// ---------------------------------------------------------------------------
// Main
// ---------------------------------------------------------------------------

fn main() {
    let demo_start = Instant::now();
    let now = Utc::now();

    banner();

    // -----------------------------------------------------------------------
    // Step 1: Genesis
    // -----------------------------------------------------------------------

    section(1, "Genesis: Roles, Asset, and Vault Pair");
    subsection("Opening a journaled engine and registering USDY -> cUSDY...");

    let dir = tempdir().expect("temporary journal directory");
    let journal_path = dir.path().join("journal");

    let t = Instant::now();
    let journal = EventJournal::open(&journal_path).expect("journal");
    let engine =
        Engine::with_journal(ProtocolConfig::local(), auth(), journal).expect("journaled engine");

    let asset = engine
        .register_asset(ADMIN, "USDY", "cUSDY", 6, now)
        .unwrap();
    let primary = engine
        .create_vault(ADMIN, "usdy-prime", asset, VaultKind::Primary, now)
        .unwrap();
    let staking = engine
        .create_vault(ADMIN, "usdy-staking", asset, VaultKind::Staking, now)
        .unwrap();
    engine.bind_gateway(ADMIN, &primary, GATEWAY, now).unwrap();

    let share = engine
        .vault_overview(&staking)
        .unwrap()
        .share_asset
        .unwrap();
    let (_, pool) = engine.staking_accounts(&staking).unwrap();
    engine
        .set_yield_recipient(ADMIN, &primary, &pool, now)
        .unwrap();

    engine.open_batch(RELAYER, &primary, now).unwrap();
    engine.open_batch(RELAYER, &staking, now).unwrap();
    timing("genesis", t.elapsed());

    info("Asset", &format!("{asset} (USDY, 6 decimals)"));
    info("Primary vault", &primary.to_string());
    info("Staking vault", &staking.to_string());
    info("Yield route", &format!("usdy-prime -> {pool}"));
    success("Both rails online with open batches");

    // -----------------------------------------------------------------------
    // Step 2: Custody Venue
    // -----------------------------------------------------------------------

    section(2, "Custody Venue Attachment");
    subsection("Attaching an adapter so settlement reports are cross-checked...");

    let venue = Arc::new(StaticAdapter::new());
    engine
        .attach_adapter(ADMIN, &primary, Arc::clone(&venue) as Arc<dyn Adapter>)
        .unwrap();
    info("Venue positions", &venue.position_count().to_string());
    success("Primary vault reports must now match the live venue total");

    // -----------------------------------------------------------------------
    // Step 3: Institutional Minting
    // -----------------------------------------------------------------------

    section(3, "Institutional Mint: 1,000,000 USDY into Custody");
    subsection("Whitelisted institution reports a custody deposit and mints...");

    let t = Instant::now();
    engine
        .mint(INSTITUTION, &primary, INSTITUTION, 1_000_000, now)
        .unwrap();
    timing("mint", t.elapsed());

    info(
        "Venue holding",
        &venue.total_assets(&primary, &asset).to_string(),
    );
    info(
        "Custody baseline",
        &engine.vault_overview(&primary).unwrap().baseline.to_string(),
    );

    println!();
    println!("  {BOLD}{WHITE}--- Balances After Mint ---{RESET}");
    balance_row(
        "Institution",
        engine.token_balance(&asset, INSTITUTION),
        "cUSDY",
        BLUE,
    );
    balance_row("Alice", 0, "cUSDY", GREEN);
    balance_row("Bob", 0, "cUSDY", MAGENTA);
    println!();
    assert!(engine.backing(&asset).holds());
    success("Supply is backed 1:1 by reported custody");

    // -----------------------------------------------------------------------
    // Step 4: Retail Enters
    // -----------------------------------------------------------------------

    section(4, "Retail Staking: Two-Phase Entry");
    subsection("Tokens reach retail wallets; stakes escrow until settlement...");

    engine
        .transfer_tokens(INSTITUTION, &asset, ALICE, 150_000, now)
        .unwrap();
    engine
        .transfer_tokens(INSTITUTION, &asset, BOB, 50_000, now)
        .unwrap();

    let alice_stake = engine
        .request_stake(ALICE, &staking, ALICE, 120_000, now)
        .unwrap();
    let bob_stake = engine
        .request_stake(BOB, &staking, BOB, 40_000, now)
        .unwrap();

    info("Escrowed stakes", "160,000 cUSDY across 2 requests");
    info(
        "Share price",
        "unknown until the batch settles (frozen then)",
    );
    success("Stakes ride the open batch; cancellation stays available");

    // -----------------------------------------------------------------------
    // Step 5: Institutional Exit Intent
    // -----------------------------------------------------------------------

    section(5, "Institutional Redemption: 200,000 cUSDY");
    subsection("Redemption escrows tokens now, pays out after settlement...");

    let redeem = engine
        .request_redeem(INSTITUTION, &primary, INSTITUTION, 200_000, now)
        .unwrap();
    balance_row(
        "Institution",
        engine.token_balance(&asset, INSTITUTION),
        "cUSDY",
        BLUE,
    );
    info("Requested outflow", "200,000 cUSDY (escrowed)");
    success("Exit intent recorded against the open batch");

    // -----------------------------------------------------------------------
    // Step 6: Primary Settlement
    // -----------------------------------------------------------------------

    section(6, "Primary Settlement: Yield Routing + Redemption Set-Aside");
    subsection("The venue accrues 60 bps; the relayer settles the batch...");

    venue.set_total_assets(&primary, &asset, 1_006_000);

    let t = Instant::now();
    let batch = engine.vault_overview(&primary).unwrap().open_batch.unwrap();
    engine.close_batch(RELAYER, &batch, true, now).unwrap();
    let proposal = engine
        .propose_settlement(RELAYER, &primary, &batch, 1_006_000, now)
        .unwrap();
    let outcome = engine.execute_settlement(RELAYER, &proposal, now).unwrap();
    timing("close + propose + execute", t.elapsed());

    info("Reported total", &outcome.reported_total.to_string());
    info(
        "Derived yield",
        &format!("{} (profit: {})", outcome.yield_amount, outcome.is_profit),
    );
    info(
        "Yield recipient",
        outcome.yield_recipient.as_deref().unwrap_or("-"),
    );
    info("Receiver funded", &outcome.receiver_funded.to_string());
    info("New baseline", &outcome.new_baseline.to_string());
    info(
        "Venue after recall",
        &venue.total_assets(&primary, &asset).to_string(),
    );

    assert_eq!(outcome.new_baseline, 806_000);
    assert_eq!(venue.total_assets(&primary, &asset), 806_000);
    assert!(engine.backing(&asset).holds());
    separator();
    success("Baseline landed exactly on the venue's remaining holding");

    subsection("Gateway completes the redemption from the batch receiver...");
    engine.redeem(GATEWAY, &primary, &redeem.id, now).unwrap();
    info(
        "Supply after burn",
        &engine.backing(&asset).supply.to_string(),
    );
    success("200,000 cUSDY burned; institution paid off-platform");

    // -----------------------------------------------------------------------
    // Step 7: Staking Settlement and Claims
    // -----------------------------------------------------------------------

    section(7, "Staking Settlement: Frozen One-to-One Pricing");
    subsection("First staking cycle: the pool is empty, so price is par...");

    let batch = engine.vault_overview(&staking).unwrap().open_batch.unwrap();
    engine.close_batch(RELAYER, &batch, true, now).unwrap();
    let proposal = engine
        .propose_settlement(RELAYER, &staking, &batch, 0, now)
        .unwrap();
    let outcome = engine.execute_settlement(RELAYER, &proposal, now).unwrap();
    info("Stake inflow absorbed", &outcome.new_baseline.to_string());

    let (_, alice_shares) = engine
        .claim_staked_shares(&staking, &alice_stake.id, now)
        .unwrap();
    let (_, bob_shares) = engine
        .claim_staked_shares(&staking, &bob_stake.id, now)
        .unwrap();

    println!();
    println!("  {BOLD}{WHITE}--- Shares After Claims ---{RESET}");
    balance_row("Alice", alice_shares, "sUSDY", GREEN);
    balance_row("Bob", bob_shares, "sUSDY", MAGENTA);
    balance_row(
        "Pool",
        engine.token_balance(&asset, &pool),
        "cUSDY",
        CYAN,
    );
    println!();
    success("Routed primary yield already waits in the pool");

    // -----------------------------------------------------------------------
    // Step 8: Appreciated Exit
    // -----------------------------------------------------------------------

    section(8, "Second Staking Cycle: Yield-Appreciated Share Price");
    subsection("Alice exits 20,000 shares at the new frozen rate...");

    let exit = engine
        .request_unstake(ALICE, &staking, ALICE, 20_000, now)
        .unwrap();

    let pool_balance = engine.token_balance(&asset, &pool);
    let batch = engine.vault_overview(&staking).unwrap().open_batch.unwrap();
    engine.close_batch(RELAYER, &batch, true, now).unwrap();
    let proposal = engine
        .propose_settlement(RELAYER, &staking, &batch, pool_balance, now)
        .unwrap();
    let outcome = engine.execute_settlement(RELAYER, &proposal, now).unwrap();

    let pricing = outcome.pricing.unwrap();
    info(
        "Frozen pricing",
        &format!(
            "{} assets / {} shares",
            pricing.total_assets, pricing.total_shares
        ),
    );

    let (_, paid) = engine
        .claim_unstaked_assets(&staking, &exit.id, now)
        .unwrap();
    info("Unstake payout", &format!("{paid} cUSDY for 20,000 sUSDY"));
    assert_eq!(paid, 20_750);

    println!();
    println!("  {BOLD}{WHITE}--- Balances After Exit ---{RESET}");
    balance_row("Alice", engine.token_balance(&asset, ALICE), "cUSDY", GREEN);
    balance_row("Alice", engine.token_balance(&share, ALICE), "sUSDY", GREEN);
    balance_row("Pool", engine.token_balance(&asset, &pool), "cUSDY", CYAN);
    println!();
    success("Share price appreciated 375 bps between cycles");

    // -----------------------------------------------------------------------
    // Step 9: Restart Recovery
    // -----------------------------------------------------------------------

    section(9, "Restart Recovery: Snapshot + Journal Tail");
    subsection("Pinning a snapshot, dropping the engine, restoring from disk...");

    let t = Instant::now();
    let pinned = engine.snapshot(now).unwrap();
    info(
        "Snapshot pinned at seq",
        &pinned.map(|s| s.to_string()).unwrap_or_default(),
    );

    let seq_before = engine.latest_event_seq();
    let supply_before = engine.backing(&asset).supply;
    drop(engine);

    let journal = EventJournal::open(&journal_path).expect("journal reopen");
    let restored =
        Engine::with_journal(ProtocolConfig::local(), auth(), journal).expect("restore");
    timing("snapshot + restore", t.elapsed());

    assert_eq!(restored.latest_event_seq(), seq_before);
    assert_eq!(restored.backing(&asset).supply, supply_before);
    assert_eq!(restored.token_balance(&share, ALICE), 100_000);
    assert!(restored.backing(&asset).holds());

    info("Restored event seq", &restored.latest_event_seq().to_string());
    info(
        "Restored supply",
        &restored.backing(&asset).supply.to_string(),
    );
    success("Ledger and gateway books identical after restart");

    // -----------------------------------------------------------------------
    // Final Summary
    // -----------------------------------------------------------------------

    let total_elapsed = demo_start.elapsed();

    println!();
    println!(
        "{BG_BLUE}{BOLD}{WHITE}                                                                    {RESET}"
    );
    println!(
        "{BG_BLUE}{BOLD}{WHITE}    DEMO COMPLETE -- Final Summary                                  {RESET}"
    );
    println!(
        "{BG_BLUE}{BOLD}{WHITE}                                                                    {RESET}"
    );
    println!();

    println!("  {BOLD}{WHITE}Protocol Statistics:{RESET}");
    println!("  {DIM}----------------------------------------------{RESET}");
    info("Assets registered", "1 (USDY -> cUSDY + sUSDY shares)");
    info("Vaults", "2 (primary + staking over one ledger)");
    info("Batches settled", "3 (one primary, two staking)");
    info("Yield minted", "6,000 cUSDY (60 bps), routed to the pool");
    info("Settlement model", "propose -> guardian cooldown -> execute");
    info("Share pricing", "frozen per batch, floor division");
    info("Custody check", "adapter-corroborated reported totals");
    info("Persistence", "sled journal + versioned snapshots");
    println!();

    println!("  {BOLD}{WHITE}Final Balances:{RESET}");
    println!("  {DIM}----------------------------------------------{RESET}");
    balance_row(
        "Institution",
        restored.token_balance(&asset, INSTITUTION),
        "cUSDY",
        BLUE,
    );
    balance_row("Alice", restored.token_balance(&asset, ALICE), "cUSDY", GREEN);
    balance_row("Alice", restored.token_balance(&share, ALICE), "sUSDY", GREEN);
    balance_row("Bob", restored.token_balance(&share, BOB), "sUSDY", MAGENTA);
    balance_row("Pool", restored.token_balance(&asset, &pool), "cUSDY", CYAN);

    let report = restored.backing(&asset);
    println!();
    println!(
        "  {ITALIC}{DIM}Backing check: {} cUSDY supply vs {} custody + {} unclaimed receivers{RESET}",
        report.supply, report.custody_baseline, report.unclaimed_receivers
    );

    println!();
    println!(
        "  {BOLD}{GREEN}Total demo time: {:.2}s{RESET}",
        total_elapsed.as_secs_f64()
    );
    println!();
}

WHAT THE EXERCISE ASKS ▸
Quote exactly the opening line of the material above and every line after it, up to and including the line that contains "Step 1: Genesis".

SOLUTION TO THIS EXERCISE ▸
// ---------------------------------------------------------------------------
// Main
// ---------------------------------------------------------------------------

fn main() {
    let demo_start = Instant::now();
    let now = Utc::now();

    banner();

    // -----------------------------------------------------------------------
    // Step 1: Genesis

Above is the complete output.